With the blessing of my housemates, I have set it up in the corner of our living room-cum-dining room, where I normally stash my bike. Hopefully it’s not too noisy. Setting it up, once I have gotten over the weight, seems pretty straightforward, and when I had worked out that I needed to put adaptors on it in order to make my thru-axle fit, I was away.
Onto Zwift, the important bit to make indoor riding fun - where fun is fast? Is that the tagline? The seven day free trial means I am able to complete this test of the whole thing without having to splash out too much.
It’s pretty intuitive, and once I’ve set up my profile and made an avatar that vaguely looks half-way like me, I’m straight onto riding in Watopia. It’s a fundamentally silly place, with no real vernacular to speak of, there are other people on here, but I don’t really get the social element of it - I’m unsure whether I should be chatting to strangers on here or just doing my own thing.
Day two
It’s very sweaty. I don’t have a fan, and just a few open windows that don’t really cut the mustard. The general heat makes it difficult to go really hard, as you feel like you’re at your limit even when you are actually far from it. Pacing is difficult too; I’ve never had a power metre before, so I don’t really know what a watt is really.
This might be the perfect thing to do during the winter fuel crisis, energy permitting - no need for heating when you’re this hot.
I decide to do an FTP test just because it seems like the kind of thing you should be doing. Again, this is my first time doing anything like this, and it all seems pretty horrible. Sweat is dripping off every part of me, and the thought that I could just be having a nice refreshing spin in the outdoors is at the forefront of my mind. Because I’m an idiot, I suspect that I didn’t set the adaptors for the thru-axle properly, and so the gears keep slipping. A problem for tomorrow’s Adam.

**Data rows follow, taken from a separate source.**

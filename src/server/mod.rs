use crate::config::Config;
use crate::metadata::SearchAggregator;
use crate::queue::{MemoryQueueStore, QueueStore};
use anyhow::{Context, Result};
use axum::{
    http::{header, Method, StatusCode},
    response::IntoResponse,
    routing::get,
    Router,
};
use std::net::SocketAddr;
use std::sync::Arc;
use tokio::signal;
use tower_http::{
    cors::{Any, CorsLayer},
    trace::TraceLayer,
};

pub mod routes_queue;
pub mod routes_search;

/// Shared application context
#[derive(Clone)]
pub struct AppContext {
    pub config: Arc<Config>,
    /// Provider fan-out and merge
    pub aggregator: Arc<SearchAggregator>,
    /// Named queues that selected results are added to
    pub queues: Arc<dyn QueueStore>,
}

impl AppContext {
    /// Build the context from configuration with an in-memory queue store.
    pub fn from_config(config: Config) -> Result<Self> {
        let aggregator =
            SearchAggregator::from_config(&config).context("Failed to set up search providers")?;
        Ok(Self {
            config: Arc::new(config),
            aggregator: Arc::new(aggregator),
            queues: Arc::new(MemoryQueueStore::new()),
        })
    }
}

/// Create the Axum router with all routes
pub fn create_router(ctx: AppContext) -> Router {
    let cors = CorsLayer::new()
        .allow_origin(Any)
        .allow_methods([Method::GET, Method::POST])
        .allow_headers([header::CONTENT_TYPE])
        .expose_headers([routes_search::PARTIAL_HEADER]);

    Router::new()
        .route("/health", get(health_check))
        .nest("/api", api_routes())
        .layer(cors)
        .layer(TraceLayer::new_for_http())
        .with_state(ctx)
}

fn api_routes() -> Router<AppContext> {
    routes_search::search_routes().merge(routes_queue::queue_routes())
}

async fn health_check() -> impl IntoResponse {
    StatusCode::OK
}

/// Start the HTTP server
pub async fn start_server(config: Config) -> Result<()> {
    let addr: SocketAddr = format!("{}:{}", config.server.host, config.server.port)
        .parse()
        .context("Invalid server address")?;

    let ctx = AppContext::from_config(config)?;
    let app = create_router(ctx);

    tracing::info!("Starting server on {}", addr);

    let listener = tokio::net::TcpListener::bind(addr).await?;

    axum::serve(listener, app)
        .with_graceful_shutdown(shutdown_signal())
        .await?;

    tracing::info!("Server shutdown complete");
    Ok(())
}

async fn shutdown_signal() {
    let ctrl_c = async {
        match signal::ctrl_c().await {
            Ok(()) => {}
            Err(e) => {
                tracing::error!("Failed to install Ctrl+C handler: {}", e);
                std::future::pending::<()>().await;
            }
        }
    };

    #[cfg(unix)]
    let terminate = async {
        match signal::unix::signal(signal::unix::SignalKind::terminate()) {
            Ok(mut sig) => {
                sig.recv().await;
            }
            Err(e) => {
                tracing::error!("Failed to install SIGTERM handler: {}", e);
                std::future::pending::<()>().await;
            }
        }
    };

    #[cfg(not(unix))]
    let terminate = std::future::pending::<()>();

    tokio::select! {
        _ = ctrl_c => {},
        _ = terminate => {},
    }

    tracing::info!("Shutdown signal received");
}
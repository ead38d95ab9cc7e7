use crate::queue::QueuedVideo;
use crate::server::AppContext;
use axum::{
    extract::{Path, State},
    http::StatusCode,
    routing::get,
    Json, Router,
};
use reelsearch_common::QueueError;
use serde::Deserialize;

pub fn queue_routes() -> Router<AppContext> {
    Router::new().route("/queues/:name", get(list_queue).post(add_to_queue))
}

type ApiError = (StatusCode, Json<serde_json::Value>);

fn queue_error(e: QueueError) -> ApiError {
    let status = match e {
        QueueError::InvalidImdbId(_) => StatusCode::BAD_REQUEST,
        QueueError::Storage(_) => StatusCode::INTERNAL_SERVER_ERROR,
    };
    (status, Json(serde_json::json!({ "error": e.to_string() })))
}

async fn list_queue(
    State(ctx): State<AppContext>,
    Path(name): Path<String>,
) -> Result<Json<Vec<QueuedVideo>>, ApiError> {
    ctx.queues.list(&name).await.map(Json).map_err(queue_error)
}

#[derive(Deserialize)]
#[serde(rename_all = "camelCase")]
struct AddVideoRequest {
    #[serde(default)]
    imdb_id: String,
}

async fn add_to_queue(
    State(ctx): State<AppContext>,
    Path(name): Path<String>,
    Json(payload): Json<AddVideoRequest>,
) -> Result<(StatusCode, Json<QueuedVideo>), ApiError> {
    let video = ctx
        .queues
        .add(&name, &payload.imdb_id)
        .await
        .map_err(queue_error)?;
    Ok((StatusCode::CREATED, Json(video)))
}
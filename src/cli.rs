use clap::{Parser, Subcommand};
use std::path::PathBuf;

#[derive(Parser)]
#[command(name = "reelsearch")]
#[command(author, version, about = "Movie and TV search across multiple metadata providers")]
pub struct Cli {
    /// Path to config file
    #[arg(short, long, global = true)]
    pub config: Option<PathBuf>,

    /// Enable verbose logging
    #[arg(short, long, global = true)]
    pub verbose: bool,

    #[command(subcommand)]
    pub command: Commands,
}

#[derive(Subcommand)]
pub enum Commands {
    /// Search all enabled providers and print the merged results
    Search {
        /// Title to search for
        query: String,

        /// Output as JSON
        #[arg(long)]
        json: bool,
    },

    /// Start the HTTP search server
    Start {
        /// Host to bind to (defaults to the config file's value)
        #[arg(long)]
        host: Option<String>,

        /// Port to listen on (defaults to the config file's value)
        #[arg(short, long)]
        port: Option<u16>,
    },

    /// Validate configuration file
    Validate {
        /// Config file to validate (uses default if not specified)
        config: Option<PathBuf>,
    },

    /// Display version information
    Version,
}
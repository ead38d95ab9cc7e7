//! Search aggregation façade over multiple [`SearchProvider`]s.
//!
//! The [`SearchAggregator`] validates a raw query, dispatches it to every
//! available provider concurrently, and merges the answers into one
//! deduplicated list. Provider failures and timeouts only shrink the result;
//! the call itself fails only on an invalid query.

use std::sync::Arc;
use std::time::Duration;

use reelsearch_common::{
    AggregationError, SearchQuery, SearchRecord, SourceState, SourceSummary,
};
use serde::Serialize;
use tracing::info;

use super::dispatcher::dispatch;
use super::merger::merge;
use super::provider::SearchProvider;
use super::providers::{RottenTomatoesProvider, TmdbProvider, TvdbProvider};
use crate::config::Config;

/// Merged records plus how each provider fared.
#[derive(Debug, Clone, Serialize)]
pub struct AggregatedResult {
    pub records: Vec<SearchRecord>,
    pub sources: Vec<SourceSummary>,
}

impl AggregatedResult {
    /// Returns `true` if any provider failed or timed out.
    pub fn is_partial(&self) -> bool {
        self.sources.iter().any(|s| s.state != SourceState::Ok)
    }
}

/// Aggregates search results across registered providers.
///
/// Providers are stored in registration order, which is also the merge
/// order: when two providers return the same IMDB id, the one registered
/// first supplies the record.
///
/// # Examples
///
/// ```rust,ignore
/// use std::sync::Arc;
/// use std::time::Duration;
/// use reelsearch::metadata::SearchAggregator;
///
/// let mut aggregator = SearchAggregator::new(Duration::from_secs(20));
/// aggregator.register(Arc::new(my_provider));
///
/// let result = aggregator.aggregate("Interstellar").await?;
/// ```
pub struct SearchAggregator {
    providers: Vec<Arc<dyn SearchProvider>>,
    timeout: Duration,
}

impl SearchAggregator {
    /// Create an empty aggregator with the given batch timeout.
    pub fn new(timeout: Duration) -> Self {
        Self {
            providers: Vec::new(),
            timeout,
        }
    }

    /// Build the standard Rotten Tomatoes → TMDB → TheTVDB aggregator.
    ///
    /// Disabled providers are skipped. An enabled provider without an API
    /// key, or no enabled provider at all, is a configuration error.
    pub fn from_config(config: &Config) -> Result<Self, AggregationError> {
        let providers = &config.providers;
        let required = [
            ("rotten_tomatoes", providers.rotten_tomatoes.enabled, &providers.rotten_tomatoes.api_key),
            ("tmdb", providers.tmdb.enabled, &providers.tmdb.api_key),
            ("tvdb", providers.tvdb.enabled, &providers.tvdb.api_key),
        ];
        for (name, enabled, key) in required {
            if enabled && key.trim().is_empty() {
                return Err(AggregationError::configuration_missing(format!(
                    "provider '{name}' is enabled but has no api_key"
                )));
            }
        }

        let stream = config.search.stream_template();
        let mut aggregator = Self::new(config.search.timeout());
        if providers.rotten_tomatoes.enabled {
            aggregator.register(Arc::new(RottenTomatoesProvider::from_config(
                &providers.rotten_tomatoes,
                stream.clone(),
            )));
        }
        if providers.tmdb.enabled {
            aggregator.register(Arc::new(TmdbProvider::from_config(
                &providers.tmdb,
                stream.clone(),
            )));
        }
        if providers.tvdb.enabled {
            aggregator.register(Arc::new(TvdbProvider::from_config(&providers.tvdb, stream)));
        }

        if aggregator.providers.is_empty() {
            return Err(AggregationError::configuration_missing(
                "no metadata providers are enabled",
            ));
        }

        Ok(aggregator)
    }

    /// Register a new search provider after those already registered.
    pub fn register(&mut self, provider: Arc<dyn SearchProvider>) {
        self.providers.push(provider);
    }

    /// Providers that are currently available, in registration order.
    pub fn available(&self) -> Vec<Arc<dyn SearchProvider>> {
        self.providers
            .iter()
            .filter(|p| p.is_available())
            .cloned()
            .collect()
    }

    /// Look up a provider by its id string (e.g. `"tmdb"`).
    pub fn get(&self, name: &str) -> Option<&dyn SearchProvider> {
        self.providers
            .iter()
            .find(|p| p.id().as_str() == name)
            .map(|p| p.as_ref())
    }

    pub fn timeout(&self) -> Duration {
        self.timeout
    }

    /// Search every available provider and merge the results.
    ///
    /// Returns [`AggregationError::InvalidQuery`] before any request is made
    /// if `raw_query` is empty after sanitization. A batch where every
    /// provider failed is `Ok` with no records.
    pub async fn aggregate(&self, raw_query: &str) -> Result<AggregatedResult, AggregationError> {
        let query = SearchQuery::parse(raw_query)?;
        let providers = self.available();

        let outcome = dispatch(&query, &providers, self.timeout).await;
        let records = merge(&outcome.results);
        let sources: Vec<SourceSummary> =
            outcome.results.iter().map(SourceSummary::from).collect();

        info!(
            query = %query,
            providers = providers.len(),
            timed_out = outcome.timed_out(),
            count = records.len(),
            elapsed_ms = outcome.elapsed.as_millis() as u64,
            "Search aggregated"
        );

        Ok(AggregatedResult { records, sources })
    }
}

#[cfg(test)]
mod tests {
    use super::*;
    use async_trait::async_trait;
    use reelsearch_common::{ProviderError, ProviderId, QueryError};

    /// A minimal stub provider used for testing.
    struct StubProvider {
        id: ProviderId,
        available: bool,
        records: Vec<SearchRecord>,
    }

    #[async_trait]
    impl SearchProvider for StubProvider {
        fn id(&self) -> ProviderId {
            self.id
        }

        fn is_available(&self) -> bool {
            self.available
        }

        async fn search(&self, _query: &SearchQuery) -> Result<Vec<SearchRecord>, ProviderError> {
            Ok(self.records.clone())
        }
    }

    fn stub(id: ProviderId, available: bool, ids: &[&str]) -> Arc<dyn SearchProvider> {
        Arc::new(StubProvider {
            id,
            available,
            records: ids.iter().map(|i| SearchRecord::new(*i, "Title")).collect(),
        })
    }

    fn config_with_keys() -> Config {
        let mut config = Config::default();
        config.providers.rotten_tomatoes.api_key = "rt".into();
        config.providers.tmdb.api_key = "tmdb".into();
        config.providers.tvdb.api_key = "tvdb".into();
        config
    }

    #[test]
    fn empty_aggregator() {
        let aggregator = SearchAggregator::new(Duration::from_secs(1));
        assert!(aggregator.available().is_empty());
        assert!(aggregator.get("tmdb").is_none());
    }

    #[test]
    fn register_and_lookup() {
        let mut aggregator = SearchAggregator::new(Duration::from_secs(1));
        aggregator.register(stub(ProviderId::Tmdb, true, &[]));
        aggregator.register(stub(ProviderId::Tvdb, false, &[]));

        assert_eq!(aggregator.available().len(), 1);
        assert!(aggregator.get("tmdb").is_some());
        assert!(aggregator.get("tvdb").is_some()); // registered but not available
        assert!(aggregator.get("nonexistent").is_none());
    }

    #[test]
    fn from_config_registers_in_fixed_order() {
        let aggregator = SearchAggregator::from_config(&config_with_keys()).unwrap();
        let ids: Vec<_> = aggregator.available().iter().map(|p| p.id()).collect();
        assert_eq!(ids, ProviderId::ALL.to_vec());
        assert_eq!(aggregator.timeout(), Duration::from_secs(20));
    }

    #[test]
    fn from_config_skips_disabled_providers() {
        let mut config = config_with_keys();
        config.providers.tvdb.enabled = false;
        config.providers.tvdb.api_key.clear();

        let aggregator = SearchAggregator::from_config(&config).unwrap();
        assert_eq!(aggregator.available().len(), 2);
        assert!(aggregator.get("tvdb").is_none());
    }

    #[test]
    fn from_config_requires_keys() {
        let mut config = config_with_keys();
        config.providers.tmdb.api_key.clear();

        let err = SearchAggregator::from_config(&config).err().unwrap();
        assert!(matches!(err, AggregationError::ConfigurationMissing(ref m) if m.contains("tmdb")));
    }

    #[test]
    fn from_config_requires_one_provider() {
        let mut config = Config::default();
        config.providers.rotten_tomatoes.enabled = false;
        config.providers.tmdb.enabled = false;
        config.providers.tvdb.enabled = false;

        assert!(matches!(
            SearchAggregator::from_config(&config),
            Err(AggregationError::ConfigurationMissing(_))
        ));
    }

    #[tokio::test]
    async fn aggregate_skips_unavailable_providers() {
        let mut aggregator = SearchAggregator::new(Duration::from_secs(5));
        aggregator.register(stub(ProviderId::RottenTomatoes, false, &["ghost"]));
        aggregator.register(stub(ProviderId::Tmdb, true, &["real"]));

        let result = aggregator.aggregate("test").await.unwrap();
        assert_eq!(result.records.len(), 1);
        assert_eq!(result.records[0].external_id, "real");
        assert_eq!(result.sources.len(), 1);
        assert!(!result.is_partial());
    }

    #[tokio::test]
    async fn aggregate_rejects_blank_query() {
        let mut aggregator = SearchAggregator::new(Duration::from_secs(5));
        aggregator.register(stub(ProviderId::Tmdb, true, &["x"]));

        let err = aggregator.aggregate("   ").await.unwrap_err();
        assert_eq!(err, AggregationError::InvalidQuery(QueryError::Empty));
    }

    #[tokio::test]
    async fn aggregate_with_no_providers_is_empty_success() {
        let aggregator = SearchAggregator::new(Duration::from_secs(5));
        let result = aggregator.aggregate("anything").await.unwrap();
        assert!(result.records.is_empty());
    }
}
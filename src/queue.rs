//! Named video queues that selected search results are written into.
//!
//! [`QueueStore`] is the storage seam; [`MemoryQueueStore`] is the
//! process-local implementation the server uses.

use async_trait::async_trait;
use chrono::{DateTime, Utc};
use dashmap::DashMap;
use reelsearch_common::{normalize_imdb_id, QueueError};
use serde::Serialize;
use tracing::{debug, info};

/// One video in a queue.
#[derive(Debug, Clone, PartialEq, Eq, Serialize)]
#[serde(rename_all = "camelCase")]
pub struct QueuedVideo {
    pub imdb_id: String,
    pub comment: String,
    pub added_at: DateTime<Utc>,
}

impl QueuedVideo {
    fn new(imdb_id: String, added_at: DateTime<Utc>) -> Self {
        Self {
            comment: format!("Video added at {}", added_at.format("%Y-%m-%d %H:%M:%S")),
            imdb_id,
            added_at,
        }
    }
}

/// Storage for named queues of videos keyed by IMDB id.
#[async_trait]
pub trait QueueStore: Send + Sync {
    /// Add `imdb_id` to `queue`.
    ///
    /// The id is normalized first. Adding an id already in the queue leaves
    /// the queue unchanged and returns the existing entry.
    async fn add(&self, queue: &str, imdb_id: &str) -> Result<QueuedVideo, QueueError>;

    /// List the entries of `queue` in insertion order. Unknown queues are empty.
    async fn list(&self, queue: &str) -> Result<Vec<QueuedVideo>, QueueError>;
}

/// In-memory [`QueueStore`]. Contents are lost on restart.
#[derive(Debug, Default)]
pub struct MemoryQueueStore {
    queues: DashMap<String, Vec<QueuedVideo>>,
}

impl MemoryQueueStore {
    pub fn new() -> Self {
        Self::default()
    }
}

#[async_trait]
impl QueueStore for MemoryQueueStore {
    async fn add(&self, queue: &str, imdb_id: &str) -> Result<QueuedVideo, QueueError> {
        let imdb_id = normalize_imdb_id(imdb_id)
            .ok_or_else(|| QueueError::InvalidImdbId(imdb_id.to_string()))?;

        let mut entries = self.queues.entry(queue.to_string()).or_default();
        if let Some(existing) = entries.iter().find(|v| v.imdb_id == imdb_id) {
            debug!(queue, imdb_id = %existing.imdb_id, "Video already queued");
            return Ok(existing.clone());
        }

        let video = QueuedVideo::new(imdb_id, Utc::now());
        entries.push(video.clone());
        info!(queue, imdb_id = %video.imdb_id, "Video queued");
        Ok(video)
    }

    async fn list(&self, queue: &str) -> Result<Vec<QueuedVideo>, QueueError> {
        Ok(self
            .queues
            .get(queue)
            .map(|entries| entries.value().clone())
            .unwrap_or_default())
    }
}
//! Host query engine interfaces
//!
//! The host hands us per-query qualifiers (column filters) and takes rows
//! back one at a time through a sink. Both cross worker threads, so
//! qualifiers are `Sync` and sinks are `Send`.

use crate::error::{Error, Result};
use crate::resource::registry::{QualKind, TableDef};
use serde_json::{Map, Value};
use std::collections::HashMap;
use std::io::Write;

/// A mapped table row, keyed by column name
pub type Row = Map<String, Value>;

/// A qualifier value supplied by the host
#[derive(Debug, Clone, PartialEq, Eq)]
pub enum QualValue {
    String(String),
    Bool(bool),
}

/// Source of optional per-column filter values
pub trait Qualifiers: Sync {
    /// String value for a column, `None` when absent or empty
    fn string(&self, column: &str) -> Option<String>;

    /// Boolean value for a column
    fn bool(&self, column: &str) -> Option<bool>;
}

/// Plain qualifier map, used by the CLI and in tests
#[derive(Debug, Clone, Default)]
pub struct QualMap(HashMap<String, QualValue>);

impl QualMap {
    pub fn new() -> Self {
        Self::default()
    }

    pub fn with_string(mut self, column: &str, value: &str) -> Self {
        self.0
            .insert(column.to_string(), QualValue::String(value.to_string()));
        self
    }

    pub fn with_bool(mut self, column: &str, value: bool) -> Self {
        self.0.insert(column.to_string(), QualValue::Bool(value));
        self
    }

    /// Parse a `column=value` pair against a table's qualifiers
    ///
    /// The qualifier kind decides the value type, so a string column may
    /// hold the literal `true`.
    pub fn insert_pair(&mut self, table: &TableDef, pair: &str) -> Result<()> {
        let invalid = |reason: String| Error::InvalidQualifier {
            pair: pair.to_string(),
            reason,
        };

        let (column, value) = pair
            .split_once('=')
            .ok_or_else(|| invalid("expected column=value".to_string()))?;
        let column = column.trim();
        let def = table
            .qualifiers
            .iter()
            .find(|q| q.column == column)
            .ok_or_else(|| invalid(format!("{} is not a qualifier column", column)))?;

        let value = match def.kind {
            QualKind::String => QualValue::String(value.to_string()),
            QualKind::Bool => match value {
                "true" => QualValue::Bool(true),
                "false" => QualValue::Bool(false),
                other => return Err(invalid(format!("expected true or false, got {:?}", other))),
            },
        };
        self.0.insert(column.to_string(), value);
        Ok(())
    }
}

impl Qualifiers for QualMap {
    fn string(&self, column: &str) -> Option<String> {
        match self.0.get(column)? {
            QualValue::String(s) if !s.is_empty() => Some(s.clone()),
            _ => None,
        }
    }

    fn bool(&self, column: &str) -> Option<bool> {
        match self.0.get(column)? {
            QualValue::Bool(b) => Some(*b),
            _ => None,
        }
    }
}

/// Receives rows as they are fetched
pub trait RowSink: Send {
    fn emit(&mut self, row: Row) -> Result<()>;
}

impl RowSink for Vec<Row> {
    fn emit(&mut self, row: Row) -> Result<()> {
        self.push(row);
        Ok(())
    }
}

/// Writes each row as one line of JSON
pub struct JsonLinesSink<W: Write> {
    writer: W,
    rows: usize,
}

impl<W: Write> JsonLinesSink<W> {
    pub fn new(writer: W) -> Self {
        Self { writer, rows: 0 }
    }

    pub fn rows(&self) -> usize {
        self.rows
    }
}

impl<W: Write + Send> RowSink for JsonLinesSink<W> {
    fn emit(&mut self, row: Row) -> Result<()> {
        let line = Value::Object(row).to_string();
        writeln!(self.writer, "{}", line).map_err(|e| Error::Sink(e.to_string()))?;
        self.rows += 1;
        Ok(())
    }
}

#[cfg(test)]
mod tests {
    use super::*;
    use crate::resource::registry::get_table_def;

    #[test]
    fn test_qual_map_pairs_follow_qualifier_kind() {
        let table = get_table_def("yandexcloud_vpc_address").unwrap();
        let mut quals = QualMap::new();
        quals.insert_pair(table, "name=true").unwrap();
        quals.insert_pair(table, "reserved=true").unwrap();
        quals.insert_pair(table, "description=").unwrap();

        assert_eq!(quals.string("name").as_deref(), Some("true"));
        assert_eq!(quals.bool("name"), None);
        assert_eq!(quals.bool("reserved"), Some(true));
        assert_eq!(quals.string("reserved"), None);
        assert_eq!(quals.string("description"), None);
    }

    #[test]
    fn test_qual_map_rejects_bad_pairs() {
        let table = get_table_def("yandexcloud_vpc_address").unwrap();
        let mut quals = QualMap::new();
        for pair in ["garbage", "zone=ru-central1-a", "reserved=yes"] {
            let err = quals.insert_pair(table, pair).unwrap_err();
            assert!(matches!(err, Error::InvalidQualifier { .. }), "{}", pair);
        }
    }

    fn assert_send<T: Send>(_: &T) {}

    #[test]
    fn test_table_futures_are_send() {
        let client = crate::YcClient::new(
            crate::ConnectionConfig {
                token: Some(crate::config::Token::from("t1.static")),
                ..Default::default()
            },
            &crate::Caches::new(),
        )
        .unwrap();
        let quals = QualMap::new();
        let mut rows: Vec<Row> = Vec::new();

        assert_send(&crate::resource::list_table(&client, "yandexcloud_compute_disk", &quals, &mut rows));
        assert_send(&crate::resource::get_table(&client, "yandexcloud_compute_disk", &quals));
    }

    #[test]
    fn test_json_lines_sink() {
        let mut out = Vec::new();
        {
            let mut sink = JsonLinesSink::new(&mut out);
            let mut row = Row::new();
            row.insert("id".into(), Value::String("fhm1".into()));
            sink.emit(row).unwrap();
            assert_eq!(sink.rows(), 1);
        }
        assert_eq!(String::from_utf8(out).unwrap(), "{\"id\":\"fhm1\"}\n");
    }
}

Still, I now know my first FTP - 192 apparently - and this can be used as a benchmark by Zwift for my training and stuff. That’s clever.
Day three
Against my better judgement, I enter a race on Zwift, a Cycling Weekly ten km time trial, and it goes about as well as expected.
I’ve never done a time trial on the open road - there are many things I haven’t done, it turns out - so I have absolutely no idea how to pace myself. I go as hard as I can, lots of people disappear up the road on the screen, and I settle myself in for a long old drag. I finish in 27:43:21, a solid seven minutes behind Dr Hutch, but I feel like I’ve done OK, coming 55th out of 106. It could be so much worse.
Day four
I think I’m starting to actually see the benefits of Zwift. I do a couple of the Zwift Academy training sessions, which are all built around making your aerobic and anaerobic fitness better.
These are the kind of things that I would never get round to riding my bike in the open world, because I prefer just exploring to doing interval sessions. But inside, with the ability to get straight into a workout, I get it.
It is pushing me more than just pootling around the virtual worlds, and I think this is what it is for. Forget just cruising around, because that is always going to be better outside, but for building fitness, strength and capacity, it makes sense.
On the virtual worlds, they annoy me a bit. If you’re going to make a pretend London, either make it completely made up or completely accurate, not this weird in between. Cycling along the Embankment, you swing through Trafalgar Square, past Westminster, across Lambeth Bridge, and all of a sudden you’re in the Surrey Hills. I prefer the nonsensical world of Watopia or New York, where at least the designers have gone completely insane with the course suspended in thin air above Central Park. This might just be my brain, but the non-spaces of Zwift are fascinating.
Day five
I’ve finally fixed the adaptor so my rear mech actually sits on the cassette properly, and turbo training is infinitely more fun when you are able to stay in one gear for a few minutes, just like ordinary riding I suppose. The training sessions are great, and actually mean that I’m able to fit more cycling into my week than I usually would - an hour on the trainer is just as productive, if not more so, than an hour outside and it’s a lot simpler to set up too.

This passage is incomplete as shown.